**INPUT DATA**
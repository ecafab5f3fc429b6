//! Utilidades de validación
//!
//! Funciones helper para validar datos de entrada y convertir horas.

use chrono::{NaiveDate, NaiveTime};
use lazy_static::lazy_static;
use regex::Regex;
use validator::{ValidationError, ValidationErrors};

lazy_static! {
    /// Código de moneda ISO 4217 (tres letras mayúsculas)
    pub static ref CURRENCY_CODE: Regex = Regex::new(r"^[A-Z]{3}$").unwrap();
}

/// Validar y convertir string a hora (`HH:MM` o `HH:MM:SS`)
pub fn validate_time(value: &str) -> Result<NaiveTime, ValidationError> {
    let value = value.trim();
    NaiveTime::parse_from_str(value, "%H:%M")
        .or_else(|_| NaiveTime::parse_from_str(value, "%H:%M:%S"))
        .map_err(|_| {
            let mut error = ValidationError::new("time");
            error.add_param("value".into(), &value.to_string());
            error.add_param("format".into(), &"HH:MM".to_string());
            error
        })
}

/// Hora opcional: vacío o ausente se trata como `None`
pub fn validate_optional_time(value: Option<&str>) -> Result<Option<NaiveTime>, ValidationError> {
    match value.map(str::trim) {
        None | Some("") => Ok(None),
        Some(v) => validate_time(v).map(Some),
    }
}

/// Validador para campos de hora en DTOs; vacío equivale a ausente
pub fn validate_time_input(value: &str) -> Result<(), ValidationError> {
    validate_optional_time(Some(value)).map(|_| ())
}

fn field_errors(field: &'static str, error: ValidationError) -> ValidationErrors {
    let mut errors = ValidationErrors::new();
    errors.add(field, error);
    errors
}

/// Hora opcional de un campo ya validado por el DTO
pub fn parse_time_field(
    field: &'static str,
    value: Option<&str>,
) -> Result<Option<NaiveTime>, ValidationErrors> {
    validate_optional_time(value).map_err(|error| field_errors(field, error))
}

/// Hora con valor por defecto cuando el campo falta o está vacío
pub fn parse_time_field_or(
    field: &'static str,
    value: Option<&str>,
    default: &str,
) -> Result<NaiveTime, ValidationErrors> {
    let value = value.map(str::trim).filter(|v| !v.is_empty()).unwrap_or(default);
    validate_time(value).map_err(|error| field_errors(field, error))
}

/// Validar que un string no esté vacío
pub fn validate_not_blank(value: &str) -> Result<(), ValidationError> {
    if value.trim().is_empty() {
        return Err(ValidationError::new("not_blank"));
    }
    Ok(())
}

/// Validar que `end` no sea anterior a `start`
pub fn validate_date_order(start: NaiveDate, end: NaiveDate) -> Result<(), ValidationError> {
    if end < start {
        let mut error = ValidationError::new("date_order");
        error.add_param("start".into(), &start.to_string());
        error.add_param("end".into(), &end.to_string());
        return Err(error);
    }
    Ok(())
}

/// Validar que `end` sea estrictamente posterior a `start`
pub fn validate_strictly_after(start: NaiveDate, end: NaiveDate) -> Result<(), ValidationError> {
    if end <= start {
        let mut error = ValidationError::new("strictly_after");
        error.add_param("start".into(), &start.to_string());
        error.add_param("end".into(), &end.to_string());
        return Err(error);
    }
    Ok(())
}

/// Texto opcional: los strings vacíos se guardan como NULL
pub fn non_empty(value: Option<String>) -> Option<String> {
    value.and_then(|v| {
        let trimmed = v.trim();
        if trimmed.is_empty() {
            None
        } else {
            Some(trimmed.to_string())
        }
    })
}
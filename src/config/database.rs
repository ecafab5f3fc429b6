//! Configuración de base de datos
//!
//! Este módulo maneja la configuración del pool de PostgreSQL con SQLx.

use std::env;
use std::time::Duration;

use sqlx::postgres::{PgPool, PgPoolOptions};

use super::environment::{parse_var, ConfigError};

/// Configuración de la base de datos
#[derive(Debug, Clone)]
pub struct DatabaseConfig {
    pub url: String,
    pub max_connections: u32,
    pub min_connections: u32,
    pub connect_timeout: Duration,
    pub idle_timeout: Duration,
    pub max_lifetime: Duration,
}

impl DatabaseConfig {
    pub fn new(url: &str) -> Self {
        Self {
            url: normalize_database_url(url),
            max_connections: 10,
            min_connections: 1,
            connect_timeout: Duration::from_secs(30),
            idle_timeout: Duration::from_secs(300),
            max_lifetime: Duration::from_secs(3600),
        }
    }

    pub fn from_env() -> Result<Self, ConfigError> {
        let url = env::var("DATABASE_URL").map_err(|_| ConfigError::Missing { name: "DATABASE_URL" })?;
        let mut config = Self::new(&url);
        config.max_connections = parse_var("DATABASE_MAX_CONNECTIONS", config.max_connections)?;
        config.min_connections = parse_var("DATABASE_MIN_CONNECTIONS", config.min_connections)?;
        Ok(config)
    }

    fn pool_options(&self) -> PgPoolOptions {
        PgPoolOptions::new()
            .max_connections(self.max_connections)
            .min_connections(self.min_connections)
            .acquire_timeout(self.connect_timeout)
            .idle_timeout(self.idle_timeout)
            .max_lifetime(self.max_lifetime)
    }

    /// Crear un nuevo pool de conexiones
    pub async fn create_pool(&self) -> Result<PgPool, sqlx::Error> {
        self.pool_options().connect(&self.url).await
    }

    /// Pool que no abre conexiones hasta la primera consulta
    pub fn create_lazy_pool(&self) -> Result<PgPool, sqlx::Error> {
        self.pool_options().connect_lazy(&self.url)
    }
}

/// Algunos proveedores entregan `postgres://`; se normaliza a `postgresql://`
pub fn normalize_database_url(url: &str) -> String {
    match url.strip_prefix("postgres://") {
        Some(rest) => format!("postgresql://{}", rest),
        None => url.to_string(),
    }
}
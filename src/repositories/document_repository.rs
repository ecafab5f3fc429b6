use sqlx::PgPool;

use crate::models::document::{Document, NewDocument};
use crate::utils::errors::AppError;

pub struct DocumentRepository {
    pool: PgPool,
}

impl DocumentRepository {
    pub fn new(pool: PgPool) -> Self {
        Self { pool }
    }

    pub async fn create(&self, trip_id: i64, document: NewDocument) -> Result<Document, AppError> {
        let created = sqlx::query_as::<_, Document>(
            r#"
            INSERT INTO documents (trip_id, kind, name, number, expires_on, notes)
            VALUES ($1, $2, $3, $4, $5, $6)
            RETURNING *
            "#,
        )
        .bind(trip_id)
        .bind(document.kind)
        .bind(document.name)
        .bind(document.number)
        .bind(document.expires_on)
        .bind(document.notes)
        .fetch_one(&self.pool)
        .await?;
        Ok(created)
    }

    pub async fn find_by_trip(&self, trip_id: i64) -> Result<Vec<Document>, AppError> {
        let documents = sqlx::query_as::<_, Document>(
            "SELECT * FROM documents WHERE trip_id = $1 ORDER BY expires_on NULLS LAST, id",
        )
        .bind(trip_id)
        .fetch_all(&self.pool)
        .await?;
        Ok(documents)
    }

    pub async fn update(&self, id: i64, document: NewDocument) -> Result<Option<Document>, AppError> {
        let updated = sqlx::query_as::<_, Document>(
            r#"
            UPDATE documents
            SET kind = $2, name = $3, number = $4, expires_on = $5, notes = $6
            WHERE id = $1
            RETURNING *
            "#,
        )
        .bind(id)
        .bind(document.kind)
        .bind(document.name)
        .bind(document.number)
        .bind(document.expires_on)
        .bind(document.notes)
        .fetch_optional(&self.pool)
        .await?;
        Ok(updated)
    }

    pub async fn delete(&self, id: i64) -> Result<bool, AppError> {
        let result = sqlx::query("DELETE FROM documents WHERE id = $1")
            .bind(id)
            .execute(&self.pool)
            .await?;
        Ok(result.rows_affected() > 0)
    }
}
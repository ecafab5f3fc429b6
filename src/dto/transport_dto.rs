use chrono::NaiveDate;
use serde::{Deserialize, Serialize};
use validator::{Validate, ValidationError};

use crate::services::transport_service::{ItineraryLeg, TightConnection};

use crate::utils::validation::{validate_date_order, validate_not_blank, validate_time_input};

#[derive(Debug, Deserialize, Validate)]
#[validate(schema(function = "validate_transport_dates"))]
pub struct CreateTransportRequest {
    #[serde(default, alias = "tipo")]
    #[validate(length(max = 20))]
    pub kind: Option<String>,
    #[serde(alias = "origen")]
    #[validate(length(max = 100), custom = "validate_not_blank")]
    pub origin: String,
    #[serde(alias = "destino")]
    #[validate(length(max = 100), custom = "validate_not_blank")]
    pub destination: String,
    #[serde(alias = "fecha_salida")]
    pub departure_date: NaiveDate,
    #[serde(default, alias = "hora_salida")]
    #[validate(custom = "validate_time_input")]
    pub departure_time: Option<String>,
    #[serde(alias = "fecha_llegada")]
    pub arrival_date: NaiveDate,
    #[serde(default, alias = "hora_llegada")]
    #[validate(custom = "validate_time_input")]
    pub arrival_time: Option<String>,
    #[serde(default, alias = "codigo_reserva")]
    #[validate(length(max = 50))]
    pub booking_code: Option<String>,
    #[serde(default, alias = "compania")]
    #[validate(length(max = 100))]
    pub carrier: Option<String>,
    #[serde(default, alias = "numero_servicio")]
    #[validate(length(max = 20))]
    pub service_number: Option<String>,
    #[serde(default)]
    #[validate(length(max = 20))]
    pub terminal: Option<String>,
    #[serde(default, alias = "puerta")]
    #[validate(length(max = 10))]
    pub gate: Option<String>,
    #[serde(default, alias = "asiento")]
    #[validate(length(max = 10))]
    pub seat: Option<String>,
    #[serde(default, alias = "notas")]
    pub notes: Option<String>,
}

fn validate_transport_dates(request: &CreateTransportRequest) -> Result<(), ValidationError> {
    validate_date_order(request.departure_date, request.arrival_date)
}

/// `?min_connection_minutes=` para el itinerario y la revisión
#[derive(Debug, Default, Deserialize)]
pub struct ConnectionQuery {
    pub min_connection_minutes: Option<i64>,
}

#[derive(Debug, Serialize)]
pub struct ItineraryResponse {
    pub minimum_connection_minutes: i64,
    pub legs: Vec<ItineraryLeg>,
    pub tight_connections: Vec<TightConnection>,
}

#[cfg(test)]
mod tests {
    use super::*;
    use serde_json::json;

    #[test]
    fn test_arrival_before_departure_is_rejected() {
        let request: CreateTransportRequest = serde_json::from_value(json!({
            "origin": "Lima",
            "destination": "Cusco",
            "departure_date": "2024-03-05",
            "arrival_date": "2024-03-04"
        }))
        .unwrap();
        assert!(request.validate().is_err());
    }

    #[test]
    fn test_overnight_bus_is_accepted() {
        let request: CreateTransportRequest = serde_json::from_value(json!({
            "tipo": "bus",
            "origen": "Cusco",
            "destino": "Puno",
            "fecha_salida": "2024-03-05",
            "hora_salida": "22:00",
            "fecha_llegada": "2024-03-06",
            "hora_llegada": "05:30"
        }))
        .unwrap();
        assert!(request.validate().is_ok());
        assert_eq!(request.kind.as_deref(), Some("bus"));
    }
}
pub mod activity_repository;
pub mod document_repository;
pub mod expense_repository;
pub mod lodging_repository;
pub mod stop_repository;
pub mod transport_repository;
pub mod trip_repository;
use std::collections::HashMap;
use std::sync::Arc;

use chrono::Local;
use rust_decimal::Decimal;
use tracing::info;
use validator::Validate;

use crate::dto::stop_dto::StopResponse;
use crate::dto::trip_dto::{
    CreateTripRequest, ResortAllResponse, TripCreatedResponse, TripDeletedResponse, TripDetailResponse,
    TripSummaryResponse,
};
use crate::dto::ApiResponse;
use crate::models::stop::{Stop, StopFields};
use crate::models::trip::NewTrip;
use crate::repositories::activity_repository::ActivityRepository;
use crate::repositories::stop_repository::StopRepository;
use crate::repositories::trip_repository::TripRepository;
use crate::sequencing::StopSequencer;
use crate::services::activity_service::group_by_destination;
use crate::services::trip_service::StopPreview;
use crate::state::AppState;
use crate::utils::errors::{not_found_error, AppError};
use crate::utils::validation::non_empty;

pub struct TripController {
    trips: TripRepository,
    stops: StopRepository,
    activities: ActivityRepository,
    sequencer: Arc<StopSequencer>,
}

impl TripController {
    pub fn new(state: &AppState) -> Self {
        Self {
            trips: TripRepository::new(state.pool.clone()),
            stops: StopRepository::new(state.pool.clone()),
            activities: ActivityRepository::new(state.pool.clone()),
            sequencer: state.sequencer.clone(),
        }
    }

    pub async fn create(&self, request: CreateTripRequest) -> Result<ApiResponse<TripCreatedResponse>, AppError> {
        request.validate()?;

        let trip = NewTrip {
            name: request.name.trim().to_string(),
            start_date: request.start_date,
            end_date: request.end_date,
            total_budget: request.total_budget.unwrap_or(Decimal::ZERO),
            notes: non_empty(request.notes),
        };
        let stops: Vec<StopFields> = request.stops.into_iter().map(StopFields::from).collect();
        let stop_count = stops.len();

        let created = self.trips.create_with_stops(trip, stops).await?;
        self.sequencer.resort_by_date(created.id).await?;

        info!("🧳 Viaje {} creado con {} paradas", created.id, stop_count);

        Ok(ApiResponse::success_with_message(
            TripCreatedResponse {
                id: created.id,
                stops: stop_count,
            },
            "Viaje creado exitosamente".to_string(),
        ))
    }

    pub async fn list(&self) -> Result<Vec<TripSummaryResponse>, AppError> {
        let trips = self.trips.find_all().await?;
        let ids: Vec<i64> = trips.iter().map(|t| t.id).collect();

        let mut stops_by_trip: HashMap<i64, Vec<Stop>> = HashMap::new();
        for stop in self.stops.find_by_trips(&ids).await? {
            stops_by_trip.entry(stop.trip_id).or_default().push(stop);
        }

        let today = Local::now().date_naive();
        let response = trips
            .into_iter()
            .map(|trip| {
                let preview = StopPreview::from_stops(stops_by_trip.get(&trip.id).map_or(&[][..], Vec::as_slice));
                TripSummaryResponse::new(trip, today, preview)
            })
            .collect();

        Ok(response)
    }

    pub async fn get_by_id(&self, id: i64) -> Result<TripDetailResponse, AppError> {
        let trip = self
            .trips
            .find_by_id(id)
            .await?
            .ok_or_else(|| not_found_error("Trip", id))?;

        let stops = self.stops.find_by_trip(id).await?;
        let activities = self.activities.find_by_trip(id).await?;

        Ok(TripDetailResponse::new(
            trip,
            Local::now().date_naive(),
            stops.into_iter().map(StopResponse::from).collect(),
            group_by_destination(activities),
        ))
    }

    pub async fn delete(&self, id: i64) -> Result<ApiResponse<TripDeletedResponse>, AppError> {
        let removed = self.trips.delete(id).await?.ok_or_else(|| not_found_error("Trip", id))?;
        let removed_total = removed.total();

        info!("🗑️ Viaje {} eliminado junto con {} registros", id, removed_total);

        Ok(ApiResponse::success_with_message(
            TripDeletedResponse {
                id,
                removed,
                removed_total,
            },
            "Viaje eliminado exitosamente".to_string(),
        ))
    }

    pub async fn resort(&self, id: i64) -> Result<ApiResponse<()>, AppError> {
        self.trips.ensure_exists(id).await?;
        self.sequencer.resort_by_date(id).await?;
        Ok(ApiResponse::ok())
    }

    pub async fn resort_all(&self) -> Result<ApiResponse<ResortAllResponse>, AppError> {
        let trips_resorted = self.sequencer.resort_all().await?;

        Ok(ApiResponse::success_with_message(
            ResortAllResponse { trips_resorted },
            format!("{} viajes reordenados", trips_resorted),
        ))
    }
}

**REQUIRED ACTION**
Within the listing above, copy each line that has the string "Deserialize".

**TASK RESPONSE**
use serde::{Deserialize, Serialize};
#[derive(Debug, Deserialize, Validate)]
#[derive(Debug, Default, Deserialize)]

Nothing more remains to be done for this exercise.